Start of RECORDS SHOWN

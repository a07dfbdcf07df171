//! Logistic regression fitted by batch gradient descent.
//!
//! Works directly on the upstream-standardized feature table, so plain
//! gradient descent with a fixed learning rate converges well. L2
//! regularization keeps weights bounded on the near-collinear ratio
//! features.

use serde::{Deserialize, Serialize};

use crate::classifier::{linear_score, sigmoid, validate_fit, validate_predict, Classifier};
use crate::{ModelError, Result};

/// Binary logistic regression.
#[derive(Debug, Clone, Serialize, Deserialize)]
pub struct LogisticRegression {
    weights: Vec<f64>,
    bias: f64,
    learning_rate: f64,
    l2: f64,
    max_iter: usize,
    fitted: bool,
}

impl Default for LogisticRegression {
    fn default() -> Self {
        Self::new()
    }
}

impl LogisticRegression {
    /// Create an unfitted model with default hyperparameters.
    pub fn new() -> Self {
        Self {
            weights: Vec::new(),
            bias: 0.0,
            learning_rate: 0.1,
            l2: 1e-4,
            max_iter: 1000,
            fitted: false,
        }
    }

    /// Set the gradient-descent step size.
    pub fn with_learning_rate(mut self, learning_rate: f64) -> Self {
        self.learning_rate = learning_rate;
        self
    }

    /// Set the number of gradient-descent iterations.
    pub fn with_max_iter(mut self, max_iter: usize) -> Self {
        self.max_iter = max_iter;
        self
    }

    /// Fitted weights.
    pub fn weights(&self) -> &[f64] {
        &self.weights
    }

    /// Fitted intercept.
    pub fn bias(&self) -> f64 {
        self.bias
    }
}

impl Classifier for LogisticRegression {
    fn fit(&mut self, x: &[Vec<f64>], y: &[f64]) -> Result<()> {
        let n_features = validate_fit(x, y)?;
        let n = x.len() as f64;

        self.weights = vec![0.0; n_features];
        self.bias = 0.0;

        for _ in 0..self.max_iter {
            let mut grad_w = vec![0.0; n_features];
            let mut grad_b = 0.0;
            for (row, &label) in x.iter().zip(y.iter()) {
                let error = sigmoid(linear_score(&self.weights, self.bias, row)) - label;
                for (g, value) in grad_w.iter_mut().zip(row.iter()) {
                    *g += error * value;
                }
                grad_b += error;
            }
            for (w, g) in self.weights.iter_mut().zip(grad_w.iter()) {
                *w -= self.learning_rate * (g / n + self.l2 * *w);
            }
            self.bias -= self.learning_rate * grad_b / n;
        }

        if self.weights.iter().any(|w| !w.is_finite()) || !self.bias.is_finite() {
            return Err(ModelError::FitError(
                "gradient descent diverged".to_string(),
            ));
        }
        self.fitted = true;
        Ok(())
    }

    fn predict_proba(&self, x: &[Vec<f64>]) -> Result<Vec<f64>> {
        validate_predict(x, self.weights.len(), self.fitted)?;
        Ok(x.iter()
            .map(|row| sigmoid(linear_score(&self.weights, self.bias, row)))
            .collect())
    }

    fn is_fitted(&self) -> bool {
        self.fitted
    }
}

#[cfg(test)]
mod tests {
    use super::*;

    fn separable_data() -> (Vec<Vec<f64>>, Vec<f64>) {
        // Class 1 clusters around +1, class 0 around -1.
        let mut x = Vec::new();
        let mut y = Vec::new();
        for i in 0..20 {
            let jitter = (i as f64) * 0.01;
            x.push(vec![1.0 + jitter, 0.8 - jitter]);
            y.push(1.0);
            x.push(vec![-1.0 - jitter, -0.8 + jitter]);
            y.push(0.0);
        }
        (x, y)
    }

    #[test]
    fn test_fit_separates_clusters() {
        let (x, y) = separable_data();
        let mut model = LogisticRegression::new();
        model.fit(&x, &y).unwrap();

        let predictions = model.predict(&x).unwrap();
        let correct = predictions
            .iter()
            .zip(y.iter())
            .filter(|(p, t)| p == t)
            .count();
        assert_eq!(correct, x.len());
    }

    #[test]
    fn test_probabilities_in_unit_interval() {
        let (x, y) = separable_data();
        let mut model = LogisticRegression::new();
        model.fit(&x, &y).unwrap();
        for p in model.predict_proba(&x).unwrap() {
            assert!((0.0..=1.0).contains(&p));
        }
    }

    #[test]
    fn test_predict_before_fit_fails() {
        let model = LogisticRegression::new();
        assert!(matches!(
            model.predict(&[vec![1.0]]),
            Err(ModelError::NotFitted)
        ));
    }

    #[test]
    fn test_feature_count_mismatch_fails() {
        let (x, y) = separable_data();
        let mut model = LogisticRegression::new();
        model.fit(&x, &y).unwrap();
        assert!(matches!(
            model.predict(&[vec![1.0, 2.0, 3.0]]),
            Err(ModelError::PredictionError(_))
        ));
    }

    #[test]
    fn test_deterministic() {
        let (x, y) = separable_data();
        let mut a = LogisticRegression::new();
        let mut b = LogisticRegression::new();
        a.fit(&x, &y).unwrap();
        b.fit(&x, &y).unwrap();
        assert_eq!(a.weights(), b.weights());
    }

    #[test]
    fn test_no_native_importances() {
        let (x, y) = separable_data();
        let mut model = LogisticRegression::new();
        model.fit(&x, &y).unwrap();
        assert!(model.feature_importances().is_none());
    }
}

End of RECORDS SHOWN

◆ ACTIVITY
Considering the entries above, how many lines contain "Serialize"? Give that number with nothing else.

◆ ANSWER BELOW
2